» **Exercise**
Find the string "bytes" in the records. Copy every line it appears in.

:: Input material ::

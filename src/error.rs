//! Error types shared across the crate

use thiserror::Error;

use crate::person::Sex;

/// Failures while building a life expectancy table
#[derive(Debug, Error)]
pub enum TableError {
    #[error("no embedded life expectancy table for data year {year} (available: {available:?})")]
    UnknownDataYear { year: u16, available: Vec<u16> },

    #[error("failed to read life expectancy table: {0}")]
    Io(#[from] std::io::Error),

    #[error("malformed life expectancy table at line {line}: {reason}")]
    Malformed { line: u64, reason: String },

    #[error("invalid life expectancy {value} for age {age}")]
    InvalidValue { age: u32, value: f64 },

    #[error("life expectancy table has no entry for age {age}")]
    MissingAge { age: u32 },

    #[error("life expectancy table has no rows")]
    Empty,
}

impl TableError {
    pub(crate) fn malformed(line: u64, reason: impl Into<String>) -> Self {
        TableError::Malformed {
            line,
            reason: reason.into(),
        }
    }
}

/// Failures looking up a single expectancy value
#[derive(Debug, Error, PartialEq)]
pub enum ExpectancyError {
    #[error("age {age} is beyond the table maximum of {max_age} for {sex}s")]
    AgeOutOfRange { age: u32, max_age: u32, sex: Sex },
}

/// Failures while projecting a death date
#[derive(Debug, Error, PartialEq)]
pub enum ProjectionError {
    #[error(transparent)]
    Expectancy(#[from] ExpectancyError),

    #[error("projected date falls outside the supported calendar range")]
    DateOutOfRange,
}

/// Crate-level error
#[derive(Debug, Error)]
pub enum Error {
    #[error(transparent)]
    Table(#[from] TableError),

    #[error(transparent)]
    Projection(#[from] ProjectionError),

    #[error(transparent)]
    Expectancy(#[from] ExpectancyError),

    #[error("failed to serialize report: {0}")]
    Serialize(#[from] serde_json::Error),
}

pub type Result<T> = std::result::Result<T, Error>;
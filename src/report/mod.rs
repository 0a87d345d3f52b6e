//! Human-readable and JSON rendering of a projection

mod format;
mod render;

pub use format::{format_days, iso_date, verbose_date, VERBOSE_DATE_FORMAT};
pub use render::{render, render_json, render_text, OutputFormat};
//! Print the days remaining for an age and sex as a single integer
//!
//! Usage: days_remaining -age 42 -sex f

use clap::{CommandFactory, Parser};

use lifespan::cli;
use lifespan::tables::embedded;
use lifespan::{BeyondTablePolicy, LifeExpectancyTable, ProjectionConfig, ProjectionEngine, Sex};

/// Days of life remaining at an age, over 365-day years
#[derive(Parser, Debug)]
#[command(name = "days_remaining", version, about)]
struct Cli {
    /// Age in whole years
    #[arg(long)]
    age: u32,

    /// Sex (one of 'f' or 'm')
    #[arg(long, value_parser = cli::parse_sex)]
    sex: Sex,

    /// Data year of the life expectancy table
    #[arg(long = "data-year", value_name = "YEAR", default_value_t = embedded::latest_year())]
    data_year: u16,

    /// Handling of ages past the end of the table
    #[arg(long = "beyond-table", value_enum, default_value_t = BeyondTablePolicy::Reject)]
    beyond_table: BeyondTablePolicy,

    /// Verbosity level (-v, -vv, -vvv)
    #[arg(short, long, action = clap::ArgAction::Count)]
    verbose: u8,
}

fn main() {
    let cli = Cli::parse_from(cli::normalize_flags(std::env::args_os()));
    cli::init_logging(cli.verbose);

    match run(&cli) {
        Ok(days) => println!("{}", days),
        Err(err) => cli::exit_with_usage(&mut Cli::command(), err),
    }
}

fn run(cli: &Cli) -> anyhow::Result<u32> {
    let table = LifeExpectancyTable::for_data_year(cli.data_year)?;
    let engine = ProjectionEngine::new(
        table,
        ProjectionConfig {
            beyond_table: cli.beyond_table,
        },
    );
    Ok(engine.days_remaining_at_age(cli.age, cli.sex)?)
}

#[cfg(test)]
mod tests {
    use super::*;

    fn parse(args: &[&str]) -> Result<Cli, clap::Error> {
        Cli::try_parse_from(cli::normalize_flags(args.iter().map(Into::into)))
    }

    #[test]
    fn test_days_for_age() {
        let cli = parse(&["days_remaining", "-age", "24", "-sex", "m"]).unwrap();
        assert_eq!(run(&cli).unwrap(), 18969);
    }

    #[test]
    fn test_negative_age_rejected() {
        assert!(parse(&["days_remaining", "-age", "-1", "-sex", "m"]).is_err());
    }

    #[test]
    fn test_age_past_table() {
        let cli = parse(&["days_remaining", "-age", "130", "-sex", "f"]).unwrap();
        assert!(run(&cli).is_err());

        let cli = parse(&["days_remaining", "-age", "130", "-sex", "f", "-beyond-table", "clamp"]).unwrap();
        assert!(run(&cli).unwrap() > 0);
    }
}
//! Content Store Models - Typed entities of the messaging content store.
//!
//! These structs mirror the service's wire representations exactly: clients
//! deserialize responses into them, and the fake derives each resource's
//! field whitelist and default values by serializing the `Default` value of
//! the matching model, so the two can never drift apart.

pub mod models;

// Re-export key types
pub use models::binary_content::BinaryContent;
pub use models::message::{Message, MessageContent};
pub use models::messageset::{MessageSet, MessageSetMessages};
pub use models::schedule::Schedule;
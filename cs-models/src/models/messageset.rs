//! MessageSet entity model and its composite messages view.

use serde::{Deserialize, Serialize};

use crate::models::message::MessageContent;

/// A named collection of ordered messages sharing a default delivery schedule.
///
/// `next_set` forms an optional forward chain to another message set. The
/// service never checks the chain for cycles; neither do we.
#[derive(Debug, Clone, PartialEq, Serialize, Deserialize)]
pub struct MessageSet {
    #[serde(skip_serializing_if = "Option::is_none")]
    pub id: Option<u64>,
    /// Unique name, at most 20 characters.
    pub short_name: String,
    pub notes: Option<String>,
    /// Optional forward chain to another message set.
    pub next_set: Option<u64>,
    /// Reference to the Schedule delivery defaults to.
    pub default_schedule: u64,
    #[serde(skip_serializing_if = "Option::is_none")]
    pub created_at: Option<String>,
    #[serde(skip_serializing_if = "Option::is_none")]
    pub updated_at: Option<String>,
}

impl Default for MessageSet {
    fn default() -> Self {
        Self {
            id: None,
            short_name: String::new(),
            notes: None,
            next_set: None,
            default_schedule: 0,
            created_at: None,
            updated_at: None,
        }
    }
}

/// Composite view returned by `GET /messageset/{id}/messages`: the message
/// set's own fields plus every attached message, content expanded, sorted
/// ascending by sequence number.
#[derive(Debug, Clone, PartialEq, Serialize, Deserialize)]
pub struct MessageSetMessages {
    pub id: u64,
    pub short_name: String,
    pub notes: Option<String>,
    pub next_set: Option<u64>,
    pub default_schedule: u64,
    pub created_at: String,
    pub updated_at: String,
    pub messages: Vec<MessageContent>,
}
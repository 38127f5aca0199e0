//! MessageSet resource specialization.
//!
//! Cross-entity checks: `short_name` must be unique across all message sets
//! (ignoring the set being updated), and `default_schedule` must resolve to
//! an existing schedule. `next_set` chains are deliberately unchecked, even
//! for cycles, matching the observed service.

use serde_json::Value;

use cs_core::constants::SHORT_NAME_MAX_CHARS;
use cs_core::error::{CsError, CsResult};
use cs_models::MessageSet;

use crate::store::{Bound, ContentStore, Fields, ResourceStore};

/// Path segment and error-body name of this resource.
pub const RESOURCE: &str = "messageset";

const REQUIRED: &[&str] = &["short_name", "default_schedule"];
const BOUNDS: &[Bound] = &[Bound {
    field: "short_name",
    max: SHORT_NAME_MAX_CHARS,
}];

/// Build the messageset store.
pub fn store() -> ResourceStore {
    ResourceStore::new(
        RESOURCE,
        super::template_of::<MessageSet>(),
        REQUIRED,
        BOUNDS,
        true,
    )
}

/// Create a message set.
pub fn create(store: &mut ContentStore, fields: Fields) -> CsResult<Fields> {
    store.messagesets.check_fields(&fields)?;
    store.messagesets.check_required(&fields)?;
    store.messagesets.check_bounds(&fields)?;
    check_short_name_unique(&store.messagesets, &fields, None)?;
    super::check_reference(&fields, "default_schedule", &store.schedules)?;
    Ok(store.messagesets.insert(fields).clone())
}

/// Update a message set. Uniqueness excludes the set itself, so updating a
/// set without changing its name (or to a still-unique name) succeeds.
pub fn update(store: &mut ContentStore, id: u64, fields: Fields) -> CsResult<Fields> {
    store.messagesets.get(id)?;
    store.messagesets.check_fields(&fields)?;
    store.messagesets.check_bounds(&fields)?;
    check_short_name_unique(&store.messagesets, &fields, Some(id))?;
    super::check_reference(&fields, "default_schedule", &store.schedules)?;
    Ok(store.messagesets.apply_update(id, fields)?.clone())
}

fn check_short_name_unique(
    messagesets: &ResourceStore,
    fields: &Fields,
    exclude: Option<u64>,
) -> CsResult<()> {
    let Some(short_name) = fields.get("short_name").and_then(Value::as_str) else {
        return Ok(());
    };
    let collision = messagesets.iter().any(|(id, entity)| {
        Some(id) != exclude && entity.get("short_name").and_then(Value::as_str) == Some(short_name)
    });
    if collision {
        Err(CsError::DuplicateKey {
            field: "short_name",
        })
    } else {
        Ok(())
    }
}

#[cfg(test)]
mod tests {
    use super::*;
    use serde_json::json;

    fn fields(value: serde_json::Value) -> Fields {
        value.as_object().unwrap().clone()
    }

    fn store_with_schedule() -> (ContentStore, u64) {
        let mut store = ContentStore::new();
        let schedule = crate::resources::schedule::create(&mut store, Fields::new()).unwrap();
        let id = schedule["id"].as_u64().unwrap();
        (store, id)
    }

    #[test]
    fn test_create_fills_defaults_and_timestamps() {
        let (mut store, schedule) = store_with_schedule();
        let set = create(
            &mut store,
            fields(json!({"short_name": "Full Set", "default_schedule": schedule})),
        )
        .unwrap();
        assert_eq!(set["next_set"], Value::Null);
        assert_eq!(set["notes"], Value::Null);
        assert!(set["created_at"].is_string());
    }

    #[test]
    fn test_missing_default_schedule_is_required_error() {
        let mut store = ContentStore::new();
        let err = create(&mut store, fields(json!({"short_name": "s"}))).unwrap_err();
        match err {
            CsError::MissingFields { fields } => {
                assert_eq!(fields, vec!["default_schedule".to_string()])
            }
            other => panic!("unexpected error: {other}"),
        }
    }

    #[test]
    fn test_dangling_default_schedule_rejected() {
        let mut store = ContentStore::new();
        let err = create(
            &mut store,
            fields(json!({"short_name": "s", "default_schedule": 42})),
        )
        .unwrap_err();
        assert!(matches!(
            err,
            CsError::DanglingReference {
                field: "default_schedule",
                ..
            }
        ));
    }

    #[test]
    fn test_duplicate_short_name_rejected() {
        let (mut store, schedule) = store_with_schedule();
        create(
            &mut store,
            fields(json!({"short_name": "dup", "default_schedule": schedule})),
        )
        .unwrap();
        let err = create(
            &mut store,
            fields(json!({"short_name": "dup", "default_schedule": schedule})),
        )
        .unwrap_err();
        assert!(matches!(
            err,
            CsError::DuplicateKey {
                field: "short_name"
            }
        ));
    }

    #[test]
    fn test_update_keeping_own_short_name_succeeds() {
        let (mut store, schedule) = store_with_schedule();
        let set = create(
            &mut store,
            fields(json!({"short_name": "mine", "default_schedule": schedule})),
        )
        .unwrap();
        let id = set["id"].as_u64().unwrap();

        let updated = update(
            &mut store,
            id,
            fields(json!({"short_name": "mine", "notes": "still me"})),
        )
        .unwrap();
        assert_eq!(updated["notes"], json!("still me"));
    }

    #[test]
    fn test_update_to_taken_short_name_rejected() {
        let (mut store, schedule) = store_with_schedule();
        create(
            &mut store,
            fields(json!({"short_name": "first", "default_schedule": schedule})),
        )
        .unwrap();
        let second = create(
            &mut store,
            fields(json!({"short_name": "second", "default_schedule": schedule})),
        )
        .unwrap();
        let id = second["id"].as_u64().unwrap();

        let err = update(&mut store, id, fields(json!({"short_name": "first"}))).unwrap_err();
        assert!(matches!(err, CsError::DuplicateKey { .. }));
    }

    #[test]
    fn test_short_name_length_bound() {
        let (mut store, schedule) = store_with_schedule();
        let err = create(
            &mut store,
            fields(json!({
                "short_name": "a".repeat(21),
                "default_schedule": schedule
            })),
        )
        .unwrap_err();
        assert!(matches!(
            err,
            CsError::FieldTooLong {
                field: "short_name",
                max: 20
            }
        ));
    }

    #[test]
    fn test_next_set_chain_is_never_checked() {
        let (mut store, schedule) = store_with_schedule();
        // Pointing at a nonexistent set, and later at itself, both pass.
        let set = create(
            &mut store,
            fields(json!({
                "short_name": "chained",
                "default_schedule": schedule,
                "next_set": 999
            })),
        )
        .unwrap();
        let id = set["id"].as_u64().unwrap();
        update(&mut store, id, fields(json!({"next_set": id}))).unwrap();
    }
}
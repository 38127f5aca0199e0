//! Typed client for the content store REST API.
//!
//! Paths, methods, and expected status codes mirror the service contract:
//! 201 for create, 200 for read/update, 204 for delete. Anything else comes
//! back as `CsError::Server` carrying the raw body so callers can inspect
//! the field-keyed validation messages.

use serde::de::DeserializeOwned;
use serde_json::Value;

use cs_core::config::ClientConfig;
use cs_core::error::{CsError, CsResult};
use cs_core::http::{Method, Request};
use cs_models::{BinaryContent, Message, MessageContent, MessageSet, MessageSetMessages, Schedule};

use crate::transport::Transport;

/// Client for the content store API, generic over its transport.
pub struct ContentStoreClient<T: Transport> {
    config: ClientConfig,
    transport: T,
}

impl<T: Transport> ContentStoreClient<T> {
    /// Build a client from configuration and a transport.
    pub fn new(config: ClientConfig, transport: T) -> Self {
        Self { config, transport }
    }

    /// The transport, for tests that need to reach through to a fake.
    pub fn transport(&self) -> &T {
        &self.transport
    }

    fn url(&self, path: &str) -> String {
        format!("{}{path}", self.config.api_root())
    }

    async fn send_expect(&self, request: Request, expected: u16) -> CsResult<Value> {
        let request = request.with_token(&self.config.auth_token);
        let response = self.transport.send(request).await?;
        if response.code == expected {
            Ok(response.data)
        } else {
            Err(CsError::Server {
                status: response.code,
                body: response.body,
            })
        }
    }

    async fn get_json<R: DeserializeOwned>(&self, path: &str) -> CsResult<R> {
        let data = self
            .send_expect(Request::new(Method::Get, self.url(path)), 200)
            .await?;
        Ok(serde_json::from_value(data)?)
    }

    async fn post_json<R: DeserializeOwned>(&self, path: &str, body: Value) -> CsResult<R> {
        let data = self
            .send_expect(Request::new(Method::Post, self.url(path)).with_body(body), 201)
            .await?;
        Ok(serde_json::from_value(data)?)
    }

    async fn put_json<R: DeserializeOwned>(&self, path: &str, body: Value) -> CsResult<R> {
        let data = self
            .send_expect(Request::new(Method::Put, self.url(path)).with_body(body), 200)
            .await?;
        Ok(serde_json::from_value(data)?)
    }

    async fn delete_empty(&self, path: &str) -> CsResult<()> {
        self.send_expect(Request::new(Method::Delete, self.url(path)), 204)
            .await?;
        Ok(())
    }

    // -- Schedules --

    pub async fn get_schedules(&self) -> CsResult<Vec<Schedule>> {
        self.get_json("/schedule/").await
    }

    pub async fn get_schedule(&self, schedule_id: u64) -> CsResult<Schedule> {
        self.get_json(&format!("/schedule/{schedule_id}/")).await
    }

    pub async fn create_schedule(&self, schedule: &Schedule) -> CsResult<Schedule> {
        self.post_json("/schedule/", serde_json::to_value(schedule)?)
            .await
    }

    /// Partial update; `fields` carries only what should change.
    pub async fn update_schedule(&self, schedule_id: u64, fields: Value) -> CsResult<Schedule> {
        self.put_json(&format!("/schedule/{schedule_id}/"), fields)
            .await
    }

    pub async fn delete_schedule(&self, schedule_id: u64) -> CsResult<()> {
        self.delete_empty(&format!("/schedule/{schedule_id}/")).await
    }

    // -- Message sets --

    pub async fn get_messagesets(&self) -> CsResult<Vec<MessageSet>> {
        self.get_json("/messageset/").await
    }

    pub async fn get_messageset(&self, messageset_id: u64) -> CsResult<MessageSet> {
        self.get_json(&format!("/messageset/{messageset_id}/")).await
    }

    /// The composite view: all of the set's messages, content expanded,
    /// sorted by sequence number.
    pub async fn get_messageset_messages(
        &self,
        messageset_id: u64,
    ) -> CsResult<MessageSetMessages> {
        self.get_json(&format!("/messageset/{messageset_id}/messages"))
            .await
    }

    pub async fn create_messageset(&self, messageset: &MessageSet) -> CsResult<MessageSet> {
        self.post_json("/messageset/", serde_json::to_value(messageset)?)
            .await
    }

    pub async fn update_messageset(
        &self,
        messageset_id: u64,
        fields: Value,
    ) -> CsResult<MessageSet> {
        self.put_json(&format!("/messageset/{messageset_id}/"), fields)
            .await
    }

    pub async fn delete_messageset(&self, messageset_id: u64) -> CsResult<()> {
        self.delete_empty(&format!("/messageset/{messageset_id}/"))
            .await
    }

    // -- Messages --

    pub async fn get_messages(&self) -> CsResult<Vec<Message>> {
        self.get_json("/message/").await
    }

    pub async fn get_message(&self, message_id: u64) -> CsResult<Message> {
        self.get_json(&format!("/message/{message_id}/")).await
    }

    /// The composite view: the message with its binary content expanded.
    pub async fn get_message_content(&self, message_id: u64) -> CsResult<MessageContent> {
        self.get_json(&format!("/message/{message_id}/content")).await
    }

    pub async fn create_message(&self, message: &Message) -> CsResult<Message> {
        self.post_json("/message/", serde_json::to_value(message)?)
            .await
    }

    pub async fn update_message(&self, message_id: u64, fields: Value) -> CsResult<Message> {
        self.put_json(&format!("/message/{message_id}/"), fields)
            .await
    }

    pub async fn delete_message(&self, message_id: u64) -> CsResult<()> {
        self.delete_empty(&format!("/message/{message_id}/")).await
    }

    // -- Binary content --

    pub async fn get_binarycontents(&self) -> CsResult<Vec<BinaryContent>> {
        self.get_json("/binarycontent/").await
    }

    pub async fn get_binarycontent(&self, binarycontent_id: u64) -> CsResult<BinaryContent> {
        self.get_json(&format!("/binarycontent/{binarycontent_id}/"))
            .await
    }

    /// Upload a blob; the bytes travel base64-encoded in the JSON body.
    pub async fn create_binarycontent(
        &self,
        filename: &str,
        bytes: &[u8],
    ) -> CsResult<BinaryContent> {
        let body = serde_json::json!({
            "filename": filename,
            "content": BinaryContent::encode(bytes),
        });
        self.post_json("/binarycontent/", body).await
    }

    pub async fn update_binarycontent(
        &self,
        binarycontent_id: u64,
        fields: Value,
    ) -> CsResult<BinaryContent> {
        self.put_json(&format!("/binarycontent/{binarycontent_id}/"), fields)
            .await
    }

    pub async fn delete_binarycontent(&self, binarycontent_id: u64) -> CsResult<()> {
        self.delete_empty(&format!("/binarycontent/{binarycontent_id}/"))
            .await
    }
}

:::

» **Result of this task**
    /// Upload a blob; the bytes travel base64-encoded in the JSON body.
        bytes: &[u8],
            "content": BinaryContent::encode(bytes),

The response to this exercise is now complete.